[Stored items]
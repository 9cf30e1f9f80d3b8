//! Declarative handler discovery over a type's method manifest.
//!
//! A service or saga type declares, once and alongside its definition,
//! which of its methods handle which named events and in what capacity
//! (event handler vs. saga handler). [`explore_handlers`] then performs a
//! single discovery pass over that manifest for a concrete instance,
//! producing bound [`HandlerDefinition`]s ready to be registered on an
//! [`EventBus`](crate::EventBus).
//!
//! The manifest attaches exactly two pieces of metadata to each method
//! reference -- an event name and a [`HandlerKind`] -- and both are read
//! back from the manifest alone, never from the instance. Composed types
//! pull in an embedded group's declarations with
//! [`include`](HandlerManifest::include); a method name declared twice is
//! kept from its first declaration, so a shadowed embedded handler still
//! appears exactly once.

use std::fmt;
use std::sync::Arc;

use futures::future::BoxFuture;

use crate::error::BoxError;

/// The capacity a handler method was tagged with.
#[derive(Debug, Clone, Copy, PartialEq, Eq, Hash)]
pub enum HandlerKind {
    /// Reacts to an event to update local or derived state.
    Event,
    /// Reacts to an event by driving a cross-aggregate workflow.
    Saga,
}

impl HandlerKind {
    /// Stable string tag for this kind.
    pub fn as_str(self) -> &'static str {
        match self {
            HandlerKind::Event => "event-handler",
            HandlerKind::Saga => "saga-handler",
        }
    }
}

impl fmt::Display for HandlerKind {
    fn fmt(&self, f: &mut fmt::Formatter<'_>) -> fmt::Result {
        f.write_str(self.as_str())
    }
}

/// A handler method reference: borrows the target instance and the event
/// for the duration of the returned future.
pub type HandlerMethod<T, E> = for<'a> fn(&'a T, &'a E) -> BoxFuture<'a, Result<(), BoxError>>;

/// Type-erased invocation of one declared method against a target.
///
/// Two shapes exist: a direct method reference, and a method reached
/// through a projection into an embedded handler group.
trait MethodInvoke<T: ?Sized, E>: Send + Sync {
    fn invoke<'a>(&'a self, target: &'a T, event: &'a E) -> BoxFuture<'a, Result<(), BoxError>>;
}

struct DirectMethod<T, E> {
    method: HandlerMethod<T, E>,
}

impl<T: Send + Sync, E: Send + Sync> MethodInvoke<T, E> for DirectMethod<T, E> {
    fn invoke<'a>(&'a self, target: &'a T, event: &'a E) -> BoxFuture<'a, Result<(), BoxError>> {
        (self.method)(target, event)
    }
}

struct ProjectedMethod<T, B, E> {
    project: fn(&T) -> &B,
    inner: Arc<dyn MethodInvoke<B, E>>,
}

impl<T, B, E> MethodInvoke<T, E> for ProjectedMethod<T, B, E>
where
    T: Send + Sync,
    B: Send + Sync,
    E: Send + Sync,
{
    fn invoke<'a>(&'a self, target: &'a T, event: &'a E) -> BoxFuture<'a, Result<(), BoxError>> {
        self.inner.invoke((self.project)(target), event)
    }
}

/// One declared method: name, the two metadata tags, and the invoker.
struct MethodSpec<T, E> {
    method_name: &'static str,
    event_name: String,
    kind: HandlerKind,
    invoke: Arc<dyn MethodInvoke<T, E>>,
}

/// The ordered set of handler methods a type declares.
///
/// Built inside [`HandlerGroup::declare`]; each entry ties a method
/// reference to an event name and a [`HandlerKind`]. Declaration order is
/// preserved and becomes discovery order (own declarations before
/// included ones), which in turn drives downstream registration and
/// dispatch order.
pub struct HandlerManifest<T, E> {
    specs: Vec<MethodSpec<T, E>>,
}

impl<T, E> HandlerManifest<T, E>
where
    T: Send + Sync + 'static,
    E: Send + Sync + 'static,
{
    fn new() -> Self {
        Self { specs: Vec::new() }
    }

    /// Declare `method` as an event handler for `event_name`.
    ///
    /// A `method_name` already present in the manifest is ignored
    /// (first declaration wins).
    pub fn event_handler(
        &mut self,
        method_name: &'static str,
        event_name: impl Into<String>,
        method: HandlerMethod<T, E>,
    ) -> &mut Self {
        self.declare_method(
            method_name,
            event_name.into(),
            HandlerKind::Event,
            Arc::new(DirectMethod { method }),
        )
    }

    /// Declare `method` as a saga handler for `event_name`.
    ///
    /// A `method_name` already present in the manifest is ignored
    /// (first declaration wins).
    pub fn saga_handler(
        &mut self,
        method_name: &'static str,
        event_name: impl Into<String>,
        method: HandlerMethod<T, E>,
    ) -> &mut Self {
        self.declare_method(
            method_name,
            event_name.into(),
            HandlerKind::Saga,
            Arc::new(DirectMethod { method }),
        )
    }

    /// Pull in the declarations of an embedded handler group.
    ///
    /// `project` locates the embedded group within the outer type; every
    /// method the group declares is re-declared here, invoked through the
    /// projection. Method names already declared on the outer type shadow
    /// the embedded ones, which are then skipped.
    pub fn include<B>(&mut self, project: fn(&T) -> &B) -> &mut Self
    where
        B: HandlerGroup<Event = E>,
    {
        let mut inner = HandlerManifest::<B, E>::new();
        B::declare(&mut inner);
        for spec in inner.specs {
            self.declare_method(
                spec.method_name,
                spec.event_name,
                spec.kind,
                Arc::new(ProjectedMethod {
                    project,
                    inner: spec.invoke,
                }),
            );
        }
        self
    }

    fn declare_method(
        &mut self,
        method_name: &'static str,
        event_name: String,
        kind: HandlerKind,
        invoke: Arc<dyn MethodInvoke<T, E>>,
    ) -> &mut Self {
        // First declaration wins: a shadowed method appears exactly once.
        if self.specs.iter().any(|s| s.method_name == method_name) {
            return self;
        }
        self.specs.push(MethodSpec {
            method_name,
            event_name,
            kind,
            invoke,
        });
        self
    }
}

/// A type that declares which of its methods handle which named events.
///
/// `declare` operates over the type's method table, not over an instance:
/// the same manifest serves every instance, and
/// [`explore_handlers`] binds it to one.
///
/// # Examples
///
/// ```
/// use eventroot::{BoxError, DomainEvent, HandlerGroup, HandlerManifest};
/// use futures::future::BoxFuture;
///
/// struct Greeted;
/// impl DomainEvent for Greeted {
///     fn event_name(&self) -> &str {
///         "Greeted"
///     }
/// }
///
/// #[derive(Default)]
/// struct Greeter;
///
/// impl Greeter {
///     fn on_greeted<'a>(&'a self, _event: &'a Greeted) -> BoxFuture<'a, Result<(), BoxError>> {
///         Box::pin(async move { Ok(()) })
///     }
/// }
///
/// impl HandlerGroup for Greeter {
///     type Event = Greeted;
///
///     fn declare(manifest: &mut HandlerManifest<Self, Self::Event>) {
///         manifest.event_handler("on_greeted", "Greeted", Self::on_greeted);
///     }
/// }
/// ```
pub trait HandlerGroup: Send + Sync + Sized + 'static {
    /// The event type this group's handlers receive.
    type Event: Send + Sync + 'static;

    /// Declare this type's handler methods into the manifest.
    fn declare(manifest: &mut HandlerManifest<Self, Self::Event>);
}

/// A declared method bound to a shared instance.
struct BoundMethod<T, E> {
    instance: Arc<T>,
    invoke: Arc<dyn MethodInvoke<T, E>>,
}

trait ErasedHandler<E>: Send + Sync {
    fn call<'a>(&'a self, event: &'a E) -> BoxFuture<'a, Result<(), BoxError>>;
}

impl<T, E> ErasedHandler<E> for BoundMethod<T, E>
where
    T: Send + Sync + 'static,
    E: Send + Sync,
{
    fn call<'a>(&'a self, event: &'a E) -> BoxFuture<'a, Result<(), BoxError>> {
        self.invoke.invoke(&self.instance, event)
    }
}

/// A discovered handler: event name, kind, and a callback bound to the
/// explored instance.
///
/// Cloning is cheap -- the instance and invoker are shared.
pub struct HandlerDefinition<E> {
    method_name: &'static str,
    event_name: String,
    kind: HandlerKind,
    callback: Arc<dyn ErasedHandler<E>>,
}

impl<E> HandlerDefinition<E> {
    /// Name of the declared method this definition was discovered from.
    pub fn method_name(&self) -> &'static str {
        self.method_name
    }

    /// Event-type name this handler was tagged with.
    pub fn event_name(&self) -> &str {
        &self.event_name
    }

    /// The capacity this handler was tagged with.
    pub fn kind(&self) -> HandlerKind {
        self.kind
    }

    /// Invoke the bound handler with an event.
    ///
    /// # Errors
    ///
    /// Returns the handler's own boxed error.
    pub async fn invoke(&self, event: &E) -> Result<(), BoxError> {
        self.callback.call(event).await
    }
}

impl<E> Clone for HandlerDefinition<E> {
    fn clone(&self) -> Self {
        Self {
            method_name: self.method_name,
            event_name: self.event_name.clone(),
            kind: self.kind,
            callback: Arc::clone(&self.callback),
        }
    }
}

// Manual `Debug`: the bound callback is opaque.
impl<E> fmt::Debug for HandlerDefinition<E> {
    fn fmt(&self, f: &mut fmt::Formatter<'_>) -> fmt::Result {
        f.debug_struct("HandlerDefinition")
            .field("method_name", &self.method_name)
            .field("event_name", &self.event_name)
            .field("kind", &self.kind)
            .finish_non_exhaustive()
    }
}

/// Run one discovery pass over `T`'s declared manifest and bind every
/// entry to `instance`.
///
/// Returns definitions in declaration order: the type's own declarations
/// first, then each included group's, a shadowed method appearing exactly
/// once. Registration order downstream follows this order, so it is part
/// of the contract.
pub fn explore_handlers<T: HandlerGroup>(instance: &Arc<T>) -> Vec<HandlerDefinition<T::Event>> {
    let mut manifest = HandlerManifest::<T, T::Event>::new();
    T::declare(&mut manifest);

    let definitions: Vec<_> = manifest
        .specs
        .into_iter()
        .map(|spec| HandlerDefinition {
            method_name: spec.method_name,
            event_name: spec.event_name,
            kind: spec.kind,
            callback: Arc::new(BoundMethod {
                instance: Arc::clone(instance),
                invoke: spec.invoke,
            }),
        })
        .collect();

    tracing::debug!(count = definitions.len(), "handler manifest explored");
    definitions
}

--

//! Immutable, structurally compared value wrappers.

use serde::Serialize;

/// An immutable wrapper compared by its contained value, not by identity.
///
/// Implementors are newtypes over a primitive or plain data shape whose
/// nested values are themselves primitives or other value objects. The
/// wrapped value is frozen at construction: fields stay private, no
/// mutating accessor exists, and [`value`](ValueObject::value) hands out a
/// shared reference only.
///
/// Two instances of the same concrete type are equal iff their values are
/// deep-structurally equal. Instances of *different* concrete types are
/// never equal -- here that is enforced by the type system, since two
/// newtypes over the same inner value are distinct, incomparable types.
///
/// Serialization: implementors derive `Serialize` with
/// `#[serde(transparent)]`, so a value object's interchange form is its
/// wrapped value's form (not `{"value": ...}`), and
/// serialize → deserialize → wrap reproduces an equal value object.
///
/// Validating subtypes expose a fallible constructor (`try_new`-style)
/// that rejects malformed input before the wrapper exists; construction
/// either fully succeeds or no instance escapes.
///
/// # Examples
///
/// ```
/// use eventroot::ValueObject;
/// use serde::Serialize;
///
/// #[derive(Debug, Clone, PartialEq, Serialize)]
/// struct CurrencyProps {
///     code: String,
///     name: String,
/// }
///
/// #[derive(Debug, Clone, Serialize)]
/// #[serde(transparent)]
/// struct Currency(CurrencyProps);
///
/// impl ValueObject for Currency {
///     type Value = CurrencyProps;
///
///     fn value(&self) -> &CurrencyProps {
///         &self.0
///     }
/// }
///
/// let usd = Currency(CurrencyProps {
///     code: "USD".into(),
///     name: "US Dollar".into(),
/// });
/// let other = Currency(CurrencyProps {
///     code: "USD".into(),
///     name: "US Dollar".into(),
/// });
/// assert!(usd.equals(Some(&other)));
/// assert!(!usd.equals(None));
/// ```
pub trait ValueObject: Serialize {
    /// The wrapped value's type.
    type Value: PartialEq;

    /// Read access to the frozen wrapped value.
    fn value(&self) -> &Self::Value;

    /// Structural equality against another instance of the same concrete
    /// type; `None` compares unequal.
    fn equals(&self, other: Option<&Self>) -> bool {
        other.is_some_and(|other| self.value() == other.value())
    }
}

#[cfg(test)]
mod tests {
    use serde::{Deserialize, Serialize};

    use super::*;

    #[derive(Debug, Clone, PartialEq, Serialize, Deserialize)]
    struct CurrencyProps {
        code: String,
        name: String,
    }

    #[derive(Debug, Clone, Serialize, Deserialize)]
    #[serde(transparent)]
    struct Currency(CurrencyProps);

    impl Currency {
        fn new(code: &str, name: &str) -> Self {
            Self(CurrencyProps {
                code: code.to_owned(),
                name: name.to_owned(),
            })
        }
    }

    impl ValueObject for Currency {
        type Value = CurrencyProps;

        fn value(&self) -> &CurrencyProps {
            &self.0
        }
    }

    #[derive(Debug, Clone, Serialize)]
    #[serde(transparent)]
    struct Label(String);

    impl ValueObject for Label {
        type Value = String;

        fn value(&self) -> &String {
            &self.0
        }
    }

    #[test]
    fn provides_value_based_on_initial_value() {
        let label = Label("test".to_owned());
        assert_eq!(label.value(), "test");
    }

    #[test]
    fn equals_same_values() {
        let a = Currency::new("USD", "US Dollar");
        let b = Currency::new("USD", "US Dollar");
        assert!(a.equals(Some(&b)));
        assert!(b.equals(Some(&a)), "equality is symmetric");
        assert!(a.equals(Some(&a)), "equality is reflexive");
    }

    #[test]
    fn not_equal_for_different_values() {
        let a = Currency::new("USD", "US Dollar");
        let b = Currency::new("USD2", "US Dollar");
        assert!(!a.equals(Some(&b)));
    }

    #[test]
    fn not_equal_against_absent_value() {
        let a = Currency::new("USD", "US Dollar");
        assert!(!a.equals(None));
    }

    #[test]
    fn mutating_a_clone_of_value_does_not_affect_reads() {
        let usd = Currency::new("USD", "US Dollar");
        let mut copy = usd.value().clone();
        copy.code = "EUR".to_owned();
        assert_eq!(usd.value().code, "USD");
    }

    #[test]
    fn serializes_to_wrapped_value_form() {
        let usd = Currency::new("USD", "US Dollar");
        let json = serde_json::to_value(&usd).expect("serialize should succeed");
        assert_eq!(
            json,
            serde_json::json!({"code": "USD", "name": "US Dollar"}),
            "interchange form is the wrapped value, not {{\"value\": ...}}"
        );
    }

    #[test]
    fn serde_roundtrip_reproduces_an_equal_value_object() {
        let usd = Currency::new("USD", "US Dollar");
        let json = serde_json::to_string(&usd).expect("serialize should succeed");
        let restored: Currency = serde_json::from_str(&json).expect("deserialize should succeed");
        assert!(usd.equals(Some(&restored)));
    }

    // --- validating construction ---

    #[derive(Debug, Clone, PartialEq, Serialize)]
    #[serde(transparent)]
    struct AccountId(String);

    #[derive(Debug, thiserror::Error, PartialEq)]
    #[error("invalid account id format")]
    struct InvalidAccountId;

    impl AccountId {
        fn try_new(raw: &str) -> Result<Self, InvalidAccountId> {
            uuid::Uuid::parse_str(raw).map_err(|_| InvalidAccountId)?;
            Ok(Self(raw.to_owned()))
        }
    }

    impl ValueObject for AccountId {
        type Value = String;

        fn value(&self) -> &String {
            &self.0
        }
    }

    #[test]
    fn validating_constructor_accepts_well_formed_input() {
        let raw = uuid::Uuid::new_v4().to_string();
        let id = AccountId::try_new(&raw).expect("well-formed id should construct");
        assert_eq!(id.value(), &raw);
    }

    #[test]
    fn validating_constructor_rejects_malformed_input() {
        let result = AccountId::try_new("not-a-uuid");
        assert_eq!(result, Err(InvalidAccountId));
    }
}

→ WORK REQUEST:
In the records above, find the lines holding "exists". Copy each one.

→ ANSWER SECTION:
/// mutating accessor exists, and [`value`](ValueObject::value) hands out a
/// that rejects malformed input before the wrapper exists; construction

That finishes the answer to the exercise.